Make that most people. In a post on its security blog, Google divulged Wednesday that it has discovered a “misconfiguration” with the Bluetooth Low Energy version of its Titan Security Key that could allow a nearby attacker to “communicate with your security key, or communicate with the device to which your key is paired.”
As Google explains, there are two ways an attacker can strike. While pairing the key with your PC or phone, someone could “potentially connect their own device to your affected security key before your own device connects (and) sign into your account using their own device if the attacker somehow already obtained your username and password and could time these events exactly.”
Furthermore, if you are using the device to obtain authentication, an attacker “could use their device to masquerade as your affected security key and connect to your device at the moment you are asked to press the button on your key. After that, they could attempt to change their device to appear as a Bluetooth keyboard or mouse and potentially take actions on your device.”

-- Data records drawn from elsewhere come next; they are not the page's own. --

//! Icon resource injection into the copied stub.

use crate::packer::error::{Error, Result};
use std::path::Path;
use std::process::Command;

/// Run `<tool> <exe> <icon>`. A non-zero exit is fatal.
pub fn embed_icon(tool: &Path, exe: &Path, icon: &Path) -> Result<()> {
    log::info!("Embedding icon {} into {}", icon.display(), exe.display());

    let status = Command::new(tool)
        .arg(exe)
        .arg(icon)
        .status()
        .map_err(|error| Error::CommandFailed {
            command: tool.display().to_string(),
            error,
        })?;

    if !status.success() {
        return Err(Error::ToolFailed {
            tool: tool.display().to_string(),
            status: status.to_string(),
        });
    }
    Ok(())
}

What this means for you: While certainly a rare case—since it’s a Bluetooth key, an attacker would need to be with 30 feet of you when you press the button—it’s still likely to be alarming for anyone who purchased a key to secure the account. Rather than try to patch the vulnerability via software, Google will replace all affected security keys free of charge. To check if your key is among the affected units, look at the small number above the USB port on the back. If it reads T1 or T2, your key needs to be replaced.
Google recommends using the NFC- or USB-based security authentication until the replacement arrives, as these methods are not affected by the issue. Additionally, the upcoming June 2019 security patch for Android devices will automatically unpair affected Bluetooth security keys to eliminate the risk of attack.
All affected users can request a free replacement by visiting google.com/replacemykey.